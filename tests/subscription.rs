//! Subscription integration tests
//!
//! Runs a small `graphql-transport-ws` server on localhost and drives a
//! [`LiveConnection`] against it.

use std::time::Duration;

use futures::{SinkExt, StreamExt};
use serde_json::{Value, json};
use tokio::net::{TcpListener, TcpStream};
use tokio::sync::mpsc;
use tokio_tungstenite::tungstenite::handshake::server::{ErrorResponse, Request, Response};
use tokio_tungstenite::tungstenite::http::HeaderValue;
use tokio_tungstenite::tungstenite::protocol::Message;
use tokio_tungstenite::{WebSocketStream, accept_hdr_async};

use pitboard::{ClientConfig, FeedState, LiveConnection, ReconnectPolicy};

type ServerSocket = WebSocketStream<TcpStream>;

const TIMEOUT: Duration = Duration::from_secs(10);

async fn accept(listener: &TcpListener) -> ServerSocket {
    let (stream, _) = listener.accept().await.expect("accept");
    accept_hdr_async(stream, |request: &Request, mut response: Response| {
        let offered = request
            .headers()
            .get("Sec-WebSocket-Protocol")
            .and_then(|v| v.to_str().ok())
            .unwrap_or_default();
        if !offered.contains("graphql-transport-ws") {
            return Err(ErrorResponse::new(Some("missing sub-protocol".to_string())));
        }
        response
            .headers_mut()
            .insert("Sec-WebSocket-Protocol", HeaderValue::from_static("graphql-transport-ws"));
        Ok(response)
    })
    .await
    .expect("handshake")
}

/// Next JSON message from the client, `None` once it closes.
async fn recv(socket: &mut ServerSocket) -> Option<Value> {
    while let Some(frame) = socket.next().await {
        match frame.ok()? {
            Message::Text(text) => return Some(serde_json::from_str(&text).expect("client JSON")),
            Message::Close(_) => return None,
            _ => continue,
        }
    }
    None
}

async fn send(socket: &mut ServerSocket, value: Value) {
    socket.send(Message::text(value.to_string())).await.expect("server send");
}

/// Complete the init/ack/subscribe exchange and return the operation id.
async fn handshake(socket: &mut ServerSocket) -> (String, Value) {
    let init = recv(socket).await.expect("connection_init");
    assert_eq!(init["type"], "connection_init");
    send(socket, json!({ "type": "connection_ack" })).await;

    let subscribe = recv(socket).await.expect("subscribe");
    assert_eq!(subscribe["type"], "subscribe");
    let id = subscribe["id"].as_str().expect("operation id").to_string();
    (id, subscribe["payload"].clone())
}

fn session(participants: usize) -> Value {
    let rows: Vec<Value> = (1..=participants)
        .map(|n| {
            json!({
                "number": n.to_string(),
                "position": n,
                "bestLap": { "timeMilliseconds": 100_000 + n as i64 * 100 },
                "driver": { "firstName": "Car", "lastName": n.to_string() }
            })
        })
        .collect();
    json!({
        "id": "7622",
        "name": "Race",
        "liveStatus": { "isSessionRunning": true, "sessionStartTime": "2025-05-10T12:00:00Z" },
        "participants": rows
    })
}

fn next(id: &str, participants: usize) -> Value {
    json!({ "type": "next", "id": id, "payload": { "data": { "session": session(participants) } } })
}

async fn listener() -> (TcpListener, ClientConfig) {
    let listener = TcpListener::bind("127.0.0.1:0").await.expect("bind");
    let addr = listener.local_addr().expect("local addr");
    let config = ClientConfig {
        ws_endpoint: format!("ws://{}/graphql", addr),
        reconnect: ReconnectPolicy {
            max_attempts: 3,
            initial_delay_ms: 10,
            max_delay_ms: 50,
            multiplier: 2.0,
        },
        ..ClientConfig::default()
    };
    (listener, config)
}

async fn wait_for_participants(connection: &LiveConnection, count: usize) {
    let mut snapshots = Box::pin(connection.snapshots());
    tokio::time::timeout(TIMEOUT, async {
        while let Some(session) = snapshots.next().await {
            if session.participants.len() == count {
                return;
            }
        }
        panic!("snapshot stream ended early");
    })
    .await
    .expect("snapshot in time");
}

#[tokio::test]
async fn each_next_replaces_snapshot_and_close_sends_complete() {
    let _ = tracing_subscriber::fmt::try_init();
    let (listener, config) = listener().await;
    let (seen_tx, mut seen_rx) = mpsc::unbounded_channel();

    let server = tokio::spawn(async move {
        let mut socket = accept(&listener).await;
        let (id, payload) = handshake(&mut socket).await;
        seen_tx.send(payload).unwrap();

        send(&mut socket, next(&id, 2)).await;
        send(&mut socket, json!({ "type": "ping" })).await;
        let pong = recv(&mut socket).await.expect("pong");
        assert_eq!(pong["type"], "pong");
        send(&mut socket, next(&id, 3)).await;

        // Everything the client sends until it closes
        while let Some(message) = recv(&mut socket).await {
            seen_tx.send(message).unwrap();
        }
        seen_tx.send(json!({ "type": "<closed>" })).unwrap();
        id
    });

    let connection = LiveConnection::subscribe(&config, "7622");
    wait_for_participants(&connection, 3).await;
    assert_eq!(connection.state(), FeedState::Live);
    assert_eq!(connection.current().map(|s| s.participants.len()), Some(3));

    connection.close().await;
    let id = tokio::time::timeout(TIMEOUT, server).await.expect("server done").unwrap();

    let payload = seen_rx.recv().await.unwrap();
    assert_eq!(payload["variables"], json!({ "sessionId": "7622", "filters": {}, "realTime": true }));
    assert!(payload["query"].as_str().unwrap().starts_with("subscription"));

    let complete = seen_rx.recv().await.unwrap();
    assert_eq!(complete, json!({ "type": "complete", "id": id }));
    assert_eq!(seen_rx.recv().await.unwrap()["type"], "<closed>");
}

#[tokio::test]
async fn dropping_the_connection_completes_the_subscription() {
    let (listener, config) = listener().await;

    let server = tokio::spawn(async move {
        let mut socket = accept(&listener).await;
        let (id, _) = handshake(&mut socket).await;
        send(&mut socket, next(&id, 1)).await;
        let complete = recv(&mut socket).await;
        (id, complete)
    });

    let connection = LiveConnection::subscribe(&config, "7622");
    wait_for_participants(&connection, 1).await;
    drop(connection);

    let (id, complete) = tokio::time::timeout(TIMEOUT, server).await.expect("server done").unwrap();
    assert_eq!(complete, Some(json!({ "type": "complete", "id": id })));
}

#[tokio::test]
async fn reconnects_after_socket_loss() {
    let (listener, config) = listener().await;

    let server = tokio::spawn(async move {
        let mut first = accept(&listener).await;
        let (id, _) = handshake(&mut first).await;
        send(&mut first, next(&id, 1)).await;
        drop(first);

        let mut second = accept(&listener).await;
        let (second_id, _) = handshake(&mut second).await;
        send(&mut second, next(&second_id, 4)).await;
        // Hold the socket open until the client leaves
        while recv(&mut second).await.is_some() {}
        (id, second_id)
    });

    let connection = LiveConnection::subscribe(&config, "7622");
    wait_for_participants(&connection, 4).await;
    assert_eq!(connection.state(), FeedState::Live);
    connection.close().await;

    let (first_id, second_id) =
        tokio::time::timeout(TIMEOUT, server).await.expect("server done").unwrap();
    assert_ne!(first_id, second_id, "operation ids are not reused");
}

#[tokio::test]
async fn graphql_error_fails_the_feed() {
    let (listener, config) = listener().await;

    tokio::spawn(async move {
        let mut socket = accept(&listener).await;
        let (id, _) = handshake(&mut socket).await;
        send(
            &mut socket,
            json!({ "type": "error", "id": id, "payload": [{ "message": "Session not found" }] }),
        )
        .await;
        while recv(&mut socket).await.is_some() {}
    });

    let connection = LiveConnection::subscribe(&config, "0");
    let state = tokio::time::timeout(TIMEOUT, connection.finished()).await.expect("feed ends");
    assert_eq!(state, FeedState::Failed("Session not found".to_string()));
    assert!(connection.current().is_none());
}

#[tokio::test]
async fn field_errors_keep_the_partial_snapshot() {
    let (listener, config) = listener().await;

    tokio::spawn(async move {
        let mut socket = accept(&listener).await;
        let (id, _) = handshake(&mut socket).await;
        let mut partial = next(&id, 2);
        partial["payload"]["errors"] =
            json!([{ "message": "Cannot return null for field tires.label" }]);
        send(&mut socket, partial).await;
        send(&mut socket, next(&id, 3)).await;
        while recv(&mut socket).await.is_some() {}
    });

    let connection = LiveConnection::subscribe(&config, "7622");
    wait_for_participants(&connection, 3).await;
    assert_eq!(connection.state(), FeedState::Live);
    connection.close().await;
}

#[tokio::test]
async fn null_session_with_errors_fails_the_feed() {
    let (listener, config) = listener().await;

    tokio::spawn(async move {
        let mut socket = accept(&listener).await;
        let (id, _) = handshake(&mut socket).await;
        send(
            &mut socket,
            json!({
                "type": "next",
                "id": id,
                "payload": {
                    "data": { "session": null },
                    "errors": [{ "message": "Session not found" }]
                }
            }),
        )
        .await;
        while recv(&mut socket).await.is_some() {}
    });

    let connection = LiveConnection::subscribe(&config, "0");
    let state = tokio::time::timeout(TIMEOUT, connection.finished()).await.expect("feed ends");
    assert_eq!(state, FeedState::Failed("Session not found".to_string()));
}

#[tokio::test]
async fn server_complete_closes_the_feed() {
    let (listener, config) = listener().await;

    tokio::spawn(async move {
        let mut socket = accept(&listener).await;
        let (id, _) = handshake(&mut socket).await;
        send(&mut socket, next(&id, 2)).await;
        send(&mut socket, json!({ "type": "complete", "id": id })).await;
        while recv(&mut socket).await.is_some() {}
    });

    let connection = LiveConnection::subscribe(&config, "7622");
    let state = tokio::time::timeout(TIMEOUT, connection.finished()).await.expect("feed ends");
    assert_eq!(state, FeedState::Closed);
    assert_eq!(connection.current().map(|s| s.participants.len()), Some(2));
}

#[tokio::test]
async fn unreachable_endpoint_gives_up_after_policy() {
    let (listener, mut config) = listener().await;
    drop(listener);
    config.reconnect.max_attempts = 2;

    let connection = LiveConnection::subscribe(&config, "7622");
    let state = tokio::time::timeout(TIMEOUT, connection.finished()).await.expect("feed ends");
    assert!(matches!(state, FeedState::Failed(_)), "got {state:?}");
}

> **Requirement**: Copy the lines of the entries above that mention "Duration".

> **Final answer**:
use std::time::Duration;
const TIMEOUT: Duration = Duration::from_secs(10);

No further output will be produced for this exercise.